Get back to Keycloak, go to Role Mappings of the user1 user, and assign application-reader
, dashboard-reader
, and endpoint-reader
roles.
Check that the user is able only to read all applications, dashboards, endpoints, but can’t modify them - e.g., create/edit endpoints, create/edit dashboards, create/edit applications.
Now we want the user to be able to create and edit applications, dashboard, and endpoint resources.
For that assign application-admin
, dashboard-admin
, and endpoint-admin
roles to the user.
Check that now user can edit dashboards, add applications, change application configuration, send commands, add/delete endpoints, etc.
We are going to grant the user access to one application and one endpoint inside the application.
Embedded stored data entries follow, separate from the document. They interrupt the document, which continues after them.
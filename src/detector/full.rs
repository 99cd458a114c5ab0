use super::{elapsed_ms, hold_time_ms, transition, Transition};
use crate::config::{FullThresholds, SystemVoltage};

/// Full-charge detection: voltage at or above the absorb setpoint with the
/// charge current tapered to the tail threshold, held for the hold time.
#[derive(Debug, Clone, Copy, Default, PartialEq)]
pub struct FullState {
    pub full: bool,
    /// Start of the current qualifying window
    pub started_ms: Option<u32>,
}

impl FullState {
    pub fn update(
        &mut self,
        thresholds: &FullThresholds,
        system_voltage: SystemVoltage,
        voltage: f32,
        current: f32,
        now_ms: u32,
    ) -> Transition {
        let was_full = self.full;
        let absorb_v = thresholds.absorb_v * system_voltage.multiplier();
        let qualifies = voltage >= absorb_v && current.abs() <= thresholds.tail_current_a;

        if !qualifies {
            self.started_ms = None;
            self.full = false;
            return transition(was_full, false);
        }

        match self.started_ms {
            None => self.started_ms = Some(now_ms),
            Some(started_ms) => {
                if elapsed_ms(now_ms, started_ms) >= hold_time_ms(thresholds.hold_time_s) {
                    self.full = true;
                }
            }
        }

        transition(was_full, self.full)
    }
}

#[cfg(test)]
mod tests {
    use super::*;

    const THRESHOLDS: FullThresholds = FullThresholds {
        absorb_v: 14.4,
        tail_current_a: 4.0,
        hold_time_s: 900,
    };

    #[test]
    fn test_full_after_hold_time() {
        let mut full = FullState::default();
        assert_eq!(full.update(&THRESHOLDS, SystemVoltage::V12, 14.45, -3.0, 0), Transition::Unchanged);
        assert_eq!(full.update(&THRESHOLDS, SystemVoltage::V12, 14.45, -2.5, 899_999), Transition::Unchanged);
        assert_eq!(full.update(&THRESHOLDS, SystemVoltage::V12, 14.45, -2.5, 900_000), Transition::Entered);
        assert_eq!(full.update(&THRESHOLDS, SystemVoltage::V12, 14.45, -2.0, 960_000), Transition::Unchanged);
        assert!(full.full);
    }

    #[test]
    fn test_bulk_charge_current_is_not_full() {
        let mut full = FullState::default();
        full.update(&THRESHOLDS, SystemVoltage::V12, 14.4, -40.0, 0);
        full.update(&THRESHOLDS, SystemVoltage::V12, 14.4, -40.0, 1_000_000);
        assert!(!full.full);
        assert_eq!(full.started_ms, None);
    }

    #[test]
    fn test_voltage_dip_resets() {
        let mut full = FullState::default();
        full.update(&THRESHOLDS, SystemVoltage::V12, 14.4, -1.0, 0);
        full.update(&THRESHOLDS, SystemVoltage::V12, 14.3, -1.0, 600_000);
        full.update(&THRESHOLDS, SystemVoltage::V12, 14.4, -1.0, 700_000);
        assert_eq!(full.update(&THRESHOLDS, SystemVoltage::V12, 14.4, -1.0, 1_500_000), Transition::Unchanged);
        assert_eq!(full.update(&THRESHOLDS, SystemVoltage::V12, 14.4, -1.0, 1_600_000), Transition::Entered);
    }

    #[test]
    fn test_leaves_full_when_charger_stops() {
        let mut full = FullState::default();
        full.update(&THRESHOLDS, SystemVoltage::V12, 14.4, 0.0, 0);
        full.update(&THRESHOLDS, SystemVoltage::V12, 14.4, 0.0, 900_000);
        assert!(full.full);
        assert_eq!(full.update(&THRESHOLDS, SystemVoltage::V12, 13.2, 0.0, 901_000), Transition::Left);
    }

    #[test]
    fn test_24v_setpoint_is_doubled() {
        let mut full = FullState::default();
        full.update(&THRESHOLDS, SystemVoltage::V24, 14.4, 0.0, 0);
        full.update(&THRESHOLDS, SystemVoltage::V24, 14.4, 0.0, 900_000);
        assert!(!full.full);

        full.update(&THRESHOLDS, SystemVoltage::V24, 28.8, 0.0, 1_000_000);
        assert_eq!(full.update(&THRESHOLDS, SystemVoltage::V24, 28.9, 0.0, 1_900_000), Transition::Entered);
    }
}
//! Open-circuit-voltage curves and temperature compensation.
//!
//! Every curve is expressed at 12V reference. A 24V measurement is halved
//! before lookup.

use crate::config::{BatteryProfile, Chemistry, SystemVoltage};

/// Temperature at which the OCV curves were characterised (°C)
pub const REFERENCE_TEMPERATURE_C: f32 = 25.0;

/// Interpolation spans narrower than this are treated as a single point (V)
const DEGENERATE_SPAN_V: f32 = 1e-6;

/// One point of an OCV curve.
#[derive(Debug, Clone, Copy, PartialEq)]
pub struct OcvPoint {
    pub soc_percent: f32,
    pub voltage: f32,
}

const fn pt(soc_percent: f32, voltage: f32) -> OcvPoint {
    OcvPoint { soc_percent, voltage }
}

pub const OCV_FLA_12V: &[OcvPoint] = &[
    pt(10.0, 11.51), pt(20.0, 11.66), pt(30.0, 11.81), pt(40.0, 11.96), pt(50.0, 12.10),
    pt(60.0, 12.24), pt(70.0, 12.37), pt(80.0, 12.50), pt(90.0, 12.62), pt(100.0, 12.73),
];

pub const OCV_AGM_12V: &[OcvPoint] = &[
    pt(10.0, 11.60), pt(20.0, 11.78), pt(30.0, 11.95), pt(40.0, 12.10), pt(50.0, 12.20),
    pt(60.0, 12.32), pt(70.0, 12.45), pt(80.0, 12.60), pt(90.0, 12.75), pt(100.0, 12.85),
];

pub const OCV_GEL_12V: &[OcvPoint] = &[
    pt(10.0, 11.60), pt(20.0, 11.80), pt(30.0, 11.96), pt(40.0, 12.12), pt(50.0, 12.24),
    pt(60.0, 12.36), pt(70.0, 12.48), pt(80.0, 12.62), pt(90.0, 12.78), pt(100.0, 12.90),
];

pub const OCV_LFP_12V: &[OcvPoint] = &[
    pt(0.0, 12.00), pt(10.0, 12.90), pt(20.0, 13.00), pt(30.0, 13.10), pt(40.0, 13.15),
    pt(50.0, 13.20), pt(60.0, 13.25), pt(70.0, 13.30), pt(80.0, 13.35), pt(90.0, 13.45),
    pt(100.0, 13.60),
];

impl Chemistry {
    pub fn ocv_table(self) -> &'static [OcvPoint] {
        match self {
            Chemistry::Fla => OCV_FLA_12V,
            Chemistry::Agm => OCV_AGM_12V,
            Chemistry::Gel => OCV_GEL_12V,
            Chemistry::Lfp => OCV_LFP_12V,
        }
    }
}

/// Look up the SoC for a measured open-circuit voltage.
///
/// Voltages at or beyond either end of the table resolve to that end's SoC.
pub fn soc_from_voltage(voltage: f32, table: &[OcvPoint], system_voltage: SystemVoltage) -> f32 {
    let (Some(first), Some(last)) = (table.first(), table.last()) else {
        return 0.0;
    };

    let v12 = voltage / system_voltage.multiplier();
    if v12 <= first.voltage {
        return first.soc_percent;
    }
    if v12 >= last.voltage {
        return last.soc_percent;
    }

    table
        .windows(2)
        .find(|pair| v12 <= pair[1].voltage)
        .map(|pair| interpolate(v12, pair[0], pair[1]))
        .unwrap_or(last.soc_percent)
}

fn interpolate(v: f32, lo: OcvPoint, hi: OcvPoint) -> f32 {
    let span = hi.voltage - lo.voltage;
    if span.abs() < DEGENERATE_SPAN_V {
        return lo.soc_percent;
    }
    let t = (v - lo.voltage) / span;
    lo.soc_percent + t * (hi.soc_percent - lo.soc_percent)
}

/// Shift a measured voltage back to what it would read at 25°C.
pub fn compensate_for_temperature(voltage: f32, temperature_c: f32, coefficient_v_per_c: f32) -> f32 {
    voltage - coefficient_v_per_c * (temperature_c - REFERENCE_TEMPERATURE_C)
}

/// Temperature-compensated OCV SoC for a battery, clamped to 0..=100.
///
/// Without a usable temperature the voltage is looked up uncompensated.
pub fn ocv_soc_percent(profile: &BatteryProfile, voltage: f32, temperature_c: Option<f32>) -> f32 {
    let adjusted = match temperature_c {
        Some(t) => compensate_for_temperature(voltage, t, profile.temp_coefficient_v_per_c),
        None => voltage,
    };
    soc_from_voltage(adjusted, profile.chemistry.ocv_table(), profile.system_voltage).clamp(0.0, 100.0)
}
For that we should do some preparation - unassign earlier assigned roles from the user and change authorization decision strategy to Affirmative
.
Select the user, go to the Role Mappings, and delete all roles except the default ones - offline_access
, uma_authorization
.
To change authorization settings, go to the Clients tab and find kaa-rest-api
client among ones with UUID in the Client ID column.
Then go to the Authorization -> Settings and change Decision Strategy to Affirmative
.
Now everything is set-up to create a user-based policy.
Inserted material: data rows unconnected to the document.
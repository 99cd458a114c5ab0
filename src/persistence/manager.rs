//! Wear-leveled ring of record slots.
//!
//! Saves go round-robin through `num_slots` fixed-size slots so that no single
//! slot takes every erase/write cycle. Each write carries a sequence number one
//! past the previous one; at boot the slot with the newest valid sequence is
//! the state to resume from and the next save goes to the slot after it.

use tracing::{debug, info};

use super::record::{
    next_sequence, sequence_is_newer, BatterySnapshot, ChecksumKind, DecodedSlot, PersistedRecord, SLOT_SIZE,
};
use super::store::{Eeprom, StorageError};
use crate::config::StorageConfig;

/// Where and with what sequence a save landed.
#[derive(Debug, Clone, Copy, PartialEq, Eq)]
pub struct SaveReceipt {
    pub slot: u16,
    pub sequence: u16,
}

pub struct PersistenceManager<E: Eeprom> {
    store: E,
    base_address: usize,
    num_slots: u16,
    checksum: ChecksumKind,
    /// Slot and sequence of the newest record, `None` until one is known
    cursor: Option<SaveReceipt>,
}

impl<E: Eeprom> PersistenceManager<E> {
    pub fn new(store: E, config: &StorageConfig) -> Result<Self, StorageError> {
        let needed = config.required_bytes().ok_or(StorageError::AddressOverflow {
            base_address: config.base_address,
            num_slots: config.num_slots,
        })?;
        if needed > store.len() {
            return Err(StorageError::TooSmall {
                needed,
                available: store.len(),
            });
        }

        Ok(Self {
            store,
            base_address: config.base_address,
            num_slots: config.num_slots,
            checksum: config.checksum,
            cursor: None,
        })
    }

    pub fn slot_address(&self, slot: u16) -> usize {
        self.base_address + slot as usize * SLOT_SIZE
    }

    /// Scan every slot and return the newest valid record, if any. Erased and
    /// corrupt slots are skipped. The next save goes to the slot after the
    /// record returned here.
    pub fn load(&mut self) -> Result<Option<PersistedRecord>, StorageError> {
        let mut newest: Option<(u16, PersistedRecord)> = None;

        for slot in 0..self.num_slots {
            let mut bytes = [0u8; SLOT_SIZE];
            self.store.read(self.slot_address(slot), &mut bytes)?;

            let record = match PersistedRecord::decode(&bytes, self.checksum) {
                DecodedSlot::Valid(record) => record,
                DecodedSlot::Erased => continue,
                DecodedSlot::Corrupt(reason) => {
                    debug!(slot, reason, bytes = %hex::encode(bytes), "skipping unreadable slot");
                    continue;
                }
            };

            // On a tie the later slot wins
            let is_newest = match &newest {
                None => true,
                Some((_, best)) => !sequence_is_newer(best.sequence, record.sequence),
            };
            if is_newest {
                newest = Some((slot, record));
            }
        }

        self.cursor = newest.map(|(slot, record)| SaveReceipt {
            slot,
            sequence: record.sequence,
        });

        match &newest {
            Some((slot, record)) => {
                info!(slot, sequence = record.sequence, "loaded persisted state");
            }
            None => info!("no persisted state found"),
        }

        Ok(newest.map(|(_, record)| record))
    }

    /// Write a record to the slot after the newest one and commit it. The
    /// cursor only moves once the commit has succeeded.
    pub fn save(&mut self, batteries: [BatterySnapshot; 2]) -> Result<SaveReceipt, StorageError> {
        let receipt = match self.cursor {
            None => SaveReceipt { slot: 0, sequence: 1 },
            Some(cursor) => SaveReceipt {
                slot: (cursor.slot + 1) % self.num_slots,
                sequence: next_sequence(cursor.sequence),
            },
        };

        let record = PersistedRecord {
            sequence: receipt.sequence,
            batteries,
        };
        let bytes = record.encode(self.checksum);
        debug!(slot = receipt.slot, sequence = receipt.sequence, bytes = %hex::encode(bytes), "writing slot");

        self.store.write(self.slot_address(receipt.slot), &bytes)?;
        self.store.commit()?;

        self.cursor = Some(receipt);
        Ok(receipt)
    }

    /// The most recent successful save or load, if any.
    pub fn cursor(&self) -> Option<SaveReceipt> {
        self.cursor
    }

    pub fn store(&self) -> &E {
        &self.store
    }

    pub fn into_inner(self) -> E {
        self.store
    }
}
Go to Authorization -> Policies and create policy for the user.
The policy is a condition(s) that must be satisfied to grant access to an object. Unlike permissions, you do not specify the object being protected but rather the conditions that must be satisfied for access to a given object. With policies, you can implement strategies for attribute-based access control (ABAC), role-based access control (RBAC), context-based access control, or any combination of these.
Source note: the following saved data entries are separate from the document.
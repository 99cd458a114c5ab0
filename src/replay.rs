//! Recorded sensor samples, one control tick per line.
//!
//! ```text
//! timestamp_ms,v1,i1,t1[,v2,i2,t2]
//! ```
//!
//! Voltage in V, current in A (positive = discharge), temperature in °C. An
//! empty temperature field means the sensor had no valid reading. Blank lines
//! and lines starting with `#` are skipped.

use anyhow::{anyhow, Context};
use futures_util::{stream, Stream};
use tokio::io::{AsyncBufRead, AsyncBufReadExt};

use crate::battery_state::Sample;
use crate::config::MAX_BATTERIES;

const FIELDS_PER_BATTERY: usize = 3;

#[derive(Debug, Clone, PartialEq)]
pub struct Reading {
    pub timestamp_ms: u32,
    pub samples: Vec<Sample>,
}

/// Parse one line. `Ok(None)` for lines that carry no reading.
pub fn parse_reading(line: &str) -> anyhow::Result<Option<Reading>> {
    let line = line.trim();
    if line.is_empty() || line.starts_with('#') {
        return Ok(None);
    }

    let mut fields = line.split(',').map(str::trim);
    let timestamp_ms = fields
        .next()
        .ok_or(anyhow!("Missing timestamp"))?
        .parse::<u32>()
        .context("Invalid timestamp")?;

    let values: Vec<&str> = fields.collect();
    let batteries = values.len() / FIELDS_PER_BATTERY;
    if values.len() % FIELDS_PER_BATTERY != 0 || batteries == 0 || batteries > MAX_BATTERIES {
        return Err(anyhow!(
            "Expected {FIELDS_PER_BATTERY} or {} values after the timestamp, got {}",
            FIELDS_PER_BATTERY * MAX_BATTERIES,
            values.len()
        ));
    }

    let samples = values
        .chunks_exact(FIELDS_PER_BATTERY)
        .map(|chunk| -> anyhow::Result<Sample> {
            let voltage_v = chunk[0].parse::<f32>().context("Invalid voltage")?;
            let current_a = chunk[1].parse::<f32>().context("Invalid current")?;
            let temperature_c = match chunk[2] {
                "" => f32::NAN,
                t => t.parse::<f32>().context("Invalid temperature")?,
            };
            Ok(Sample::new(voltage_v, current_a, temperature_c))
        })
        .collect::<anyhow::Result<Vec<_>>>()?;

    Ok(Some(Reading { timestamp_ms, samples }))
}

/// Stream the readings of `reader` in order. Errors carry the line number
/// they occurred on; the stream continues after a bad line.
pub fn readings<R>(reader: R) -> impl Stream<Item = anyhow::Result<Reading>>
where
    R: AsyncBufRead + Unpin,
{
    stream::unfold((reader.lines(), 0usize), |(mut lines, mut line_no)| async move {
        loop {
            line_no += 1;
            let line = match lines.next_line().await {
                Ok(Some(line)) => line,
                Ok(None) => return None,
                Err(err) => {
                    let err = anyhow::Error::from(err).context(format!("Failed to read line {line_no}"));
                    return Some((Err(err), (lines, line_no)));
                }
            };

            match parse_reading(&line).with_context(|| format!("Line {line_no}")) {
                Ok(None) => continue,
                Ok(Some(reading)) => return Some((Ok(reading), (lines, line_no))),
                Err(err) => return Some((Err(err), (lines, line_no))),
            }
        }
    })
}
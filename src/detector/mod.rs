//! Debounced threshold detectors fed with smoothed voltage and current.

mod full;
mod rest;

pub use full::FullState;
pub use rest::RestState;

/// What a detector did on one update.
#[derive(Debug, Clone, Copy, PartialEq, Eq)]
pub enum Transition {
    Unchanged,
    Entered,
    Left,
}

/// Milliseconds between two readings of a wrapping millisecond clock.
pub(crate) fn elapsed_ms(now_ms: u32, since_ms: u32) -> u32 {
    now_ms.wrapping_sub(since_ms)
}

fn hold_time_ms(hold_time_s: u32) -> u32 {
    hold_time_s.saturating_mul(1000)
}

fn transition(before: bool, after: bool) -> Transition {
    match (before, after) {
        (false, true) => Transition::Entered,
        (true, false) => Transition::Left,
        _ => Transition::Unchanged,
    }
}

#[test]
fn test_elapsed_survives_clock_wrap() {
    assert_eq!(elapsed_ms(500, 200), 300);
    assert_eq!(elapsed_ms(100, u32::MAX - 99), 200);
}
We just created a policy with the condition that evaluates to true, i.e., grants access only for one user - user1. By itself, a policy doesn’t have any value until it is used with some permission.
To create permission with the above policy, go to Authorization -> Permissions and create scope-based permission.
Select the application resource you want to share, previously created user policy and enter application:read
, application:endpoint-filter:read
, application:endpoints-metadata-keys:read
, application:timeseries-config:read
scopes.
Change the Decision Strategy to Affirmative
.
The above permission associates the application resource and its scopes (application:read
, application:endpoint-filter:read
, etc.) with the policy for user1.
All right, we just granted user1 to perform operations protected by application:read
, application:endpoint-filter:read
, application:endpoints-metadata-keys:read
, application:timeseries-config:read
scopes on one application.
Let’s look at these scopes and what they mean.
application:read
- read access to application, its associated metadata, and service instance configurations.application:endpoint-filter:read
- read access to endpoint filters created in a given application.application:endpoints-metadata-keys:read
- read access to all existing endpoint metadata attribute keys in a given application.application:timeseries-config:read
- read access to all existing endpoint time series configurations in a given application.Let’s grant the user read-only access to one endpoint in the above application.
Create one more scope-based permission for the endpoint resource with the same user policy and endpoint:read
scope.
Decision Strategy is Affirmative
.
We just granted user1 to perform operations protected by endpoint:read
scope on one endpoint.
endpoint:read
- read access to endpoint and its associated data: tokens, metadata attributes, time-series, etc.When designing your policies, you can simulate authorization requests to test how your policies are being evaluated. There you can specify different inputs to simulate real authorization requests and test the effect of your policies.
Let’s use the tool to check what scopes are granted to the user.
Go to Authorization -> Evaluate and run evaluation selecting the user and application, endpoint resources being protected. The result must be PERMIT for both.
Go to UI and check that the user has read-only access to the granted application and endpoint.